■ PROBLEM DETAILS ■
When you reach the line containing "emits nothing new" in the records below, start copying exactly, and stop once you have copied the line containing "overflowing F-number saturates".

■ DATASET ENTRIES ■
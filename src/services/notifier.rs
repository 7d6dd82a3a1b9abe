//! Outbound alert delivery.
//!
//! The notifier is built once at start-up from the secrets in [`Settings`]
//! and handed to every cycle; nothing here is process-global.
//!
//! [`Settings`]: crate::config::settings::Settings

use std::time::Duration;

use async_trait::async_trait;
use reqwest::Client;
use serde::{Deserialize, Serialize};
use zeroize::Zeroizing;

use crate::utils::errors::DeliveryError;

pub const DEFAULT_TELEGRAM_URL: &str = "https://api.telegram.org";

#[async_trait]
pub trait Notifier: Send + Sync {
    /// Sends `text` to the one configured destination.
    async fn send(&self, text: &str) -> Result<(), DeliveryError>;
}

/// Telegram Bot API `sendMessage` client.
pub struct TelegramNotifier {
    http:     Client,
    base_url: String,
    token:    Zeroizing<String>,
    chat_id:  String,
}

#[derive(Serialize)]
struct SendMessage<'a> {
    chat_id: &'a str,
    text:    &'a str,
}

/// Only the fields we look at.
#[derive(Deserialize)]
struct TelegramReply {
    ok: bool,
    #[serde(default)]
    description: Option<String>,
}

impl TelegramNotifier {
    pub fn new(
        base_url: impl Into<String>,
        token: Zeroizing<String>,
        chat_id: impl Into<String>,
        timeout: Duration,
    ) -> Result<Self, DeliveryError> {
        let http = Client::builder().timeout(timeout).build()?;
        Ok(Self {
            http,
            base_url: base_url.into().trim_end_matches('/').to_string(),
            token,
            chat_id: chat_id.into(),
        })
    }
}

impl std::fmt::Debug for TelegramNotifier {
    fn fmt(&self, f: &mut std::fmt::Formatter<'_>) -> std::fmt::Result {
        f.debug_struct("TelegramNotifier")
            .field("base_url", &self.base_url)
            .field("token", &"<redacted>")
            .field("chat_id", &self.chat_id)
            .finish()
    }
}

#[async_trait]
impl Notifier for TelegramNotifier {
    async fn send(&self, text: &str) -> Result<(), DeliveryError> {
        let url = Zeroizing::new(format!("{}/bot{}/sendMessage", self.base_url, self.token.as_str()));

        let resp = self
            .http
            .post(url.as_str())
            .json(&SendMessage {
                chat_id: &self.chat_id,
                text,
            })
            .send()
            .await?;

        let status = resp.status();
        let raw = resp.bytes().await?;
        let reply = serde_json::from_slice::<TelegramReply>(&raw).ok();

        match reply {
            Some(r) if status.is_success() && r.ok => {
                log::debug!("telegram: message delivered to chat {}", self.chat_id);
                Ok(())
            }
            other => Err(DeliveryError::Rejected {
                status: status.as_u16(),
                description: other
                    .and_then(|r| r.description)
                    .unwrap_or_else(|| {
                        status
                            .canonical_reason()
                            .unwrap_or("unexpected reply")
                            .to_string()
                    }),
            }),
        }
    }
}
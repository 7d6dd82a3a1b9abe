pub mod config {
    pub mod settings;
}
pub mod middleware {
    pub mod metrics;
    pub mod path_logger;
}
pub mod routes {
    pub mod health;
    pub mod radar;
}
pub mod services {
    pub mod market_data;
    pub mod notifier;
    pub mod radar;

    pub mod strategies {
        pub mod common;
        pub use common::{Candle, CandleInterval, Market};
        pub mod surge;
    }
}

pub mod utils {
    pub mod errors;
    pub mod route_debug;
    pub mod types;
}
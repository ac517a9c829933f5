//! YM2413 F-number rescaling

use super::ClockStage;
use crate::chips::{ChipDescriptor, ChipKind};
use crate::converter::buffer::{RegisterShadow, WriteBuffer};
use crate::converter::freq::rescale_block_fnum;
use crate::converter::{Converter, Diagnostics};
use crate::vgm::{Command, WriteRegister};

pub struct OpllClockConverter {
    stage: ClockStage,
    regs: RegisterShadow,
    buf: WriteBuffer,
}

impl OpllClockConverter {
    pub fn new(from: ChipDescriptor, to_clock: f64) -> Self {
        Self {
            stage: ClockStage::new(from, to_clock),
            regs: RegisterShadow::new(1),
            buf: WriteBuffer::new(1),
        }
    }

    fn convert_write(&mut self, w: &WriteRegister) -> Vec<Command> {
        let is_freq = matches!(w.addr, 0x10..=0x18 | 0x20..=0x28);
        if self.stage.is_identity() || !is_freq {
            return vec![Command::Write(*w)];
        }
        self.regs.set(0, w.addr, w.data);
        let ch = w.addr & 0x0F;
        let (al, ah) = (0x10 + ch, 0x20 + ch);
        let hi = self.regs.value(0, ah);
        let fnum = (((hi & 1) as u16) << 8) | self.regs.value(0, al) as u16;
        let (blk, fnum) = rescale_block_fnum((hi >> 1) & 7, fnum, self.stage.ratio, 0x1FF);
        // sustain and key-on bits are kept
        let dh = (hi & 0xF0) | (blk << 1) | (fnum >> 8) as u8;
        self.buf.push(WriteRegister { addr: ah, data: dh, ..*w }, true);
        self.buf.push(
            WriteRegister {
                addr: al,
                data: (fnum & 0xFF) as u8,
                ..*w
            },
            true,
        );
        self.buf.commit()
    }
}

impl Converter for OpllClockConverter {
    fn source(&self) -> &ChipDescriptor {
        &self.stage.from
    }

    fn destination(&self) -> &ChipDescriptor {
        &self.stage.to
    }

    fn convert(&mut self, cmd: &Command, _diag: &mut dyn Diagnostics) -> Vec<Command> {
        match cmd.write_for(ChipKind::Ym2413, self.stage.from.index) {
            Some(w) => self.convert_write(w),
            None => vec![cmd.clone()],
        }
    }
}

#[cfg(test)]
mod tests {
    use super::*;
    use crate::converter::NullDiagnostics;

    fn run(conv: &mut OpllClockConverter, addr: u8, data: u8) -> Vec<(u8, u8)> {
        conv.convert(&Command::write(ChipKind::Ym2413, 0, 0, addr, data), &mut NullDiagnostics)
            .into_iter()
            .filter_map(|c| match c {
                Command::Write(w) => Some((w.addr, w.data)),
                _ => None,
            })
            .collect()
    }

    #[test]
    fn test_rescale_keeps_key_and_dedups() {
        let from = ChipDescriptor::new(ChipKind::Ym2413, 3579545.0);
        let mut conv = OpllClockConverter::new(from, 3579545.0 * 2.0);
        assert_eq!(run(&mut conv, 0x10, 0x80), vec![(0x20, 0x00), (0x10, 0x40)]);
        // key on, block 2, high F-number bit: 0x180 / 2 = 0xC0
        assert_eq!(run(&mut conv, 0x20, 0x15), vec![(0x20, 0x14), (0x10, 0xC0)]);
        // rewriting the same value emits nothing new
        assert!(run(&mut conv, 0x20, 0x15).is_empty());
    }

    #[test]
    fn test_block_never_decreases_with_lower_clock() {
        let from = ChipDescriptor::new(ChipKind::Ym2413, 3579545.0);
        let mut conv = OpllClockConverter::new(from, 3579545.0 / 3.0);
        run(&mut conv, 0x11, 0xFF);
        let out = run(&mut conv, 0x21, 0x0F);
        // block 7 with an overflowing F-number saturates
        assert_eq!(out, vec![(0x21, 0x0F), (0x11, 0xFF)]);
    }

    #[test]
    fn test_identity_passes_everything() {
        let from = ChipDescriptor::new(ChipKind::Ym2413, 3579545.0);
        let mut conv = OpllClockConverter::new(from, 3579545.0);
        assert_eq!(run(&mut conv, 0x20, 0x15), vec![(0x20, 0x15)]);
        assert_eq!(run(&mut conv, 0x20, 0x15), vec![(0x20, 0x15)]);
    }
}
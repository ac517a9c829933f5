//! Nearest ROM voice search
//!
//! A 2-operator voice is compared with each melodic OPLL ROM patch using a
//! weighted distance over the operator frequency ratio, feedback, envelope
//! rates and levels. Patches whose carrier envelope shape (sustained vs.
//! percussive) differs from the source are never chosen.

use super::opl::{OplSlot, OplVoice};
use super::opll::{OpllSlot, OpllVoice};
use super::table::VoiceMapping;

/// Frequency multiplier of each ML value
pub const MULTIPLIERS: [f64; 16] = [
    0.5, 1.0, 2.0, 3.0, 4.0, 5.0, 6.0, 7.0, 8.0, 9.0, 10.0, 10.0, 12.0, 12.0, 15.0, 15.0,
];

const RATIO_WEIGHT: f64 = 4.0;
const FEEDBACK_WEIGHT: f64 = 1.0;
const RATE_WEIGHT: f64 = 0.5;
const LEVEL_WEIGHT: f64 = 0.125;

/// Envelope parameters shared by OPL and OPLL operators
#[derive(Debug, Clone, Copy)]
struct Envelope {
    ml: u8,
    tl: u8,
    ar: u8,
    dr: u8,
    sl: u8,
    eg: u8,
    rr: u8,
}

impl From<&OplSlot> for Envelope {
    fn from(s: &OplSlot) -> Self {
        Self {
            ml: s.ml,
            tl: s.tl,
            ar: s.ar,
            dr: s.dr,
            sl: s.sl,
            eg: s.eg,
            rr: s.rr,
        }
    }
}

impl From<&OpllSlot> for Envelope {
    fn from(s: &OpllSlot) -> Self {
        Self {
            ml: s.ml,
            tl: s.tl,
            ar: s.ar,
            dr: s.dr,
            sl: s.sl,
            eg: s.eg,
            rr: s.rr,
        }
    }
}

impl Envelope {
    /// Holds its level while keyed instead of decaying to silence
    fn sustains(&self) -> bool {
        self.eg == 1 || self.rr == 0
    }

    fn multiplier(&self) -> f64 {
        MULTIPLIERS[(self.ml & 15) as usize]
    }
}

fn ratio(m: &Envelope, c: &Envelope) -> f64 {
    (c.multiplier() / m.multiplier()).log2()
}

fn diff(a: u8, b: u8) -> f64 {
    (a as f64 - b as f64).abs()
}

fn distance(src: &OplVoice, rom: &OpllVoice) -> Option<f64> {
    let (sm, sc) = (Envelope::from(&src.slots[0]), Envelope::from(&src.slots[1]));
    let (rm, rc) = (Envelope::from(&rom.slots[0]), Envelope::from(&rom.slots[1]));
    if sc.sustains() != rc.sustains() {
        return None;
    }

    let ratio_term = (ratio(&sm, &sc) - ratio(&rm, &rc)).abs();
    let fb_term = diff(src.fb, rom.fb);
    let rate_term = diff(sm.ar, rm.ar) + diff(sm.dr, rm.dr) + diff(sc.ar, rc.ar) + diff(sc.dr, rc.dr);
    let level_term = (sm.tl as f64 + 4.0 * sm.sl as f64 - rm.tl as f64 - 4.0 * rm.sl as f64).abs()
        + 4.0 * diff(sc.sl, rc.sl);

    Some(
        RATIO_WEIGHT * ratio_term
            + FEEDBACK_WEIGHT * fb_term
            + RATE_WEIGHT * rate_term
            + LEVEL_WEIGHT * level_term,
    )
}

/// First candidate with the smallest distance; `None` distances are excluded
fn nearest(candidates: impl Iterator<Item = (usize, Option<f64>)>) -> Option<usize> {
    let mut best: Option<(usize, f64)> = None;
    for (program, d) in candidates {
        if let Some(d) = d {
            if best.map_or(true, |(_, bd)| d < bd) {
                best = Some((program, d));
            }
        }
    }
    best.map(|(program, _)| program)
}

/// Closest melodic ROM program (1-15) for a 2-operator voice.
///
/// Ties resolve to the lowest program number. The octave offset compensates
/// for a carrier multiplier that differs by whole octaves.
pub fn estimate_opll_voice(src: &OplVoice) -> Option<VoiceMapping> {
    let program = nearest((1..=15).map(|p| (p, distance(src, &OpllVoice::rom(p)))))?;
    let rom = OpllVoice::rom(program);
    let shift = (Envelope::from(&src.slots[1]).multiplier()
        / Envelope::from(&rom.slots[1]).multiplier())
    .log2()
    .round()
    .clamp(-2.0, 2.0);
    Some(VoiceMapping {
        program: program as u8,
        volume_offset: 0,
        octave_offset: shift as i8,
    })
}

#[cfg(test)]
mod tests {
    use super::*;

    fn as_opl(voice: &OpllVoice) -> OplVoice {
        let slot = |s: &OpllSlot| OplSlot {
            am: s.am,
            pm: s.pm,
            eg: s.eg,
            kr: s.kr,
            ml: s.ml,
            kl: s.kl,
            tl: s.tl,
            ar: s.ar,
            dr: s.dr,
            sl: s.sl,
            rr: s.rr,
            ws: s.wf,
        };
        OplVoice {
            fb: voice.fb,
            con: 0,
            slots: [slot(&voice.slots[0]), slot(&voice.slots[1])],
        }
    }

    #[test]
    fn test_rom_voice_matches_itself() {
        for program in [1usize, 3, 7, 11] {
            let mapping = estimate_opll_voice(&as_opl(&OpllVoice::rom(program))).unwrap();
            assert_eq!(mapping.program as usize, program);
            assert_eq!(mapping.octave_offset, 0);
        }
    }

    #[test]
    fn test_envelope_shape_gate() {
        // piano carrier decays, violin carrier sustains
        let piano = as_opl(&OpllVoice::rom(3));
        assert!(distance(&piano, &OpllVoice::rom(1)).is_none());
        let mapping = estimate_opll_voice(&piano).unwrap();
        let rom = OpllVoice::rom(mapping.program as usize);
        assert!(!Envelope::from(&rom.slots[1]).sustains());
    }

    #[test]
    fn test_first_minimum_wins() {
        let candidates = vec![(1, Some(3.0)), (2, None), (3, Some(1.5)), (4, Some(1.5))];
        assert_eq!(nearest(candidates.into_iter()), Some(3));
        assert_eq!(nearest(vec![(1, None)].into_iter()), None);
    }

    #[test]
    fn test_octave_offset_from_carrier_multiplier() {
        let mut src = as_opl(&OpllVoice::rom(1));
        src.slots[0].ml = 2;
        src.slots[1].ml = 4;
        let mapping = estimate_opll_voice(&src).unwrap();
        let rom = OpllVoice::rom(mapping.program as usize);
        let expected = (MULTIPLIERS[4] / MULTIPLIERS[rom.slots[1].ml as usize])
            .log2()
            .round()
            .clamp(-2.0, 2.0) as i8;
        assert_eq!(mapping.octave_offset, expected);
    }
}
//! 4-operator OPN voices

use crate::converter::buffer::RegisterShadow;

/// One OPN operator
#[derive(Debug, Clone, Copy, Default, PartialEq, Eq)]
pub struct OpnSlot {
    pub dt: u8,
    pub ml: u8,
    pub tl: u8,
    pub ks: u8,
    pub ar: u8,
    pub am: u8,
    pub dr: u8,
    pub sr: u8,
    pub sl: u8,
    pub rr: u8,
    pub ssg: u8,
}

/// An OPN voice with slots in operator order S1, S2, S3, S4
#[derive(Debug, Clone, Copy, Default, PartialEq, Eq)]
pub struct OpnVoice {
    pub fb: u8,
    pub con: u8,
    pub ams: u8,
    pub pms: u8,
    pub slots: [OpnSlot; 4],
}

/// Register offset (within a 0x10 group) of operators S1..S4
pub const SLOT_REGISTER_OFFSET: [u8; 4] = [0x00, 0x08, 0x04, 0x0C];

/// Length of a raw voice dump
pub const RAW_VOICE_LEN: usize = 30;

/// Voice-defining registers of one channel.
///
/// Bytes 0-27 are the operator registers 0x30-0x9C in register order, then
/// 0xB0 (feedback/algorithm) and 0xB4 (AMS/PMS, panning masked off).
pub fn raw_voice(regs: &RegisterShadow, port: u8, nch: u8) -> [u8; RAW_VOICE_LEN] {
    let mut raw = [0u8; RAW_VOICE_LEN];
    for (i, addr) in (0x30u8..0xA0).step_by(4).enumerate() {
        raw[i] = regs.value(port, addr + nch);
    }
    raw[28] = regs.value(port, 0xB0 + nch) & 0x3F;
    raw[29] = regs.value(port, 0xB4 + nch) & 0x37;
    raw
}

impl OpnVoice {
    /// Decode a raw voice dump (see [`raw_voice`])
    pub fn from_raw(d: &[u8; RAW_VOICE_LEN]) -> Self {
        let mut slots = [OpnSlot::default(); 4];
        for (slot, offset) in slots.iter_mut().zip(SLOT_REGISTER_OFFSET) {
            let i = (offset >> 2) as usize;
            *slot = OpnSlot {
                dt: (d[i] >> 4) & 7,
                ml: d[i] & 15,
                tl: d[4 + i] & 127,
                ks: (d[8 + i] >> 6) & 3,
                ar: d[8 + i] & 31,
                am: (d[12 + i] >> 7) & 1,
                dr: d[12 + i] & 31,
                sr: d[16 + i] & 31,
                sl: (d[20 + i] >> 4) & 15,
                rr: d[20 + i] & 15,
                ssg: d[24 + i] & 15,
            };
        }
        Self {
            fb: (d[28] >> 3) & 7,
            con: d[28] & 7,
            ams: (d[29] >> 4) & 3,
            pms: d[29] & 7,
            slots,
        }
    }

    /// Register writes (address offset from channel base, data) for one channel
    pub fn registers(&self) -> Vec<(u8, u8)> {
        let mut out = Vec::with_capacity(RAW_VOICE_LEN);
        for (slot, offset) in self.slots.iter().zip(SLOT_REGISTER_OFFSET) {
            out.push((0x30 + offset, (slot.dt << 4) | slot.ml));
            out.push((0x40 + offset, slot.tl));
            out.push((0x50 + offset, (slot.ks << 6) | slot.ar));
            out.push((0x60 + offset, (slot.am << 7) | slot.dr));
            out.push((0x70 + offset, slot.sr));
            out.push((0x80 + offset, (slot.sl << 4) | slot.rr));
            out.push((0x90 + offset, slot.ssg));
        }
        out.push((0xB0, (self.fb << 3) | self.con));
        out
    }

    /// Indices (operator order) of the operators feeding the output
    pub fn carriers(&self) -> &'static [usize] {
        match self.con & 7 {
            0..=3 => &[3],
            4 => &[1, 3],
            5 | 6 => &[1, 2, 3],
            _ => &[0, 1, 2, 3],
        }
    }
}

■ ANSWER TO THIS EXERCISE ■
        // rewriting the same value emits nothing new
        assert!(run(&mut conv, 0x20, 0x15).is_empty());
    }

    #[test]
    fn test_block_never_decreases_with_lower_clock() {
        let from = ChipDescriptor::new(ChipKind::Ym2413, 3579545.0);
        let mut conv = OpllClockConverter::new(from, 3579545.0 / 3.0);
        run(&mut conv, 0x11, 0xFF);
        let out = run(&mut conv, 0x21, 0x0F);
        // block 7 with an overflowing F-number saturates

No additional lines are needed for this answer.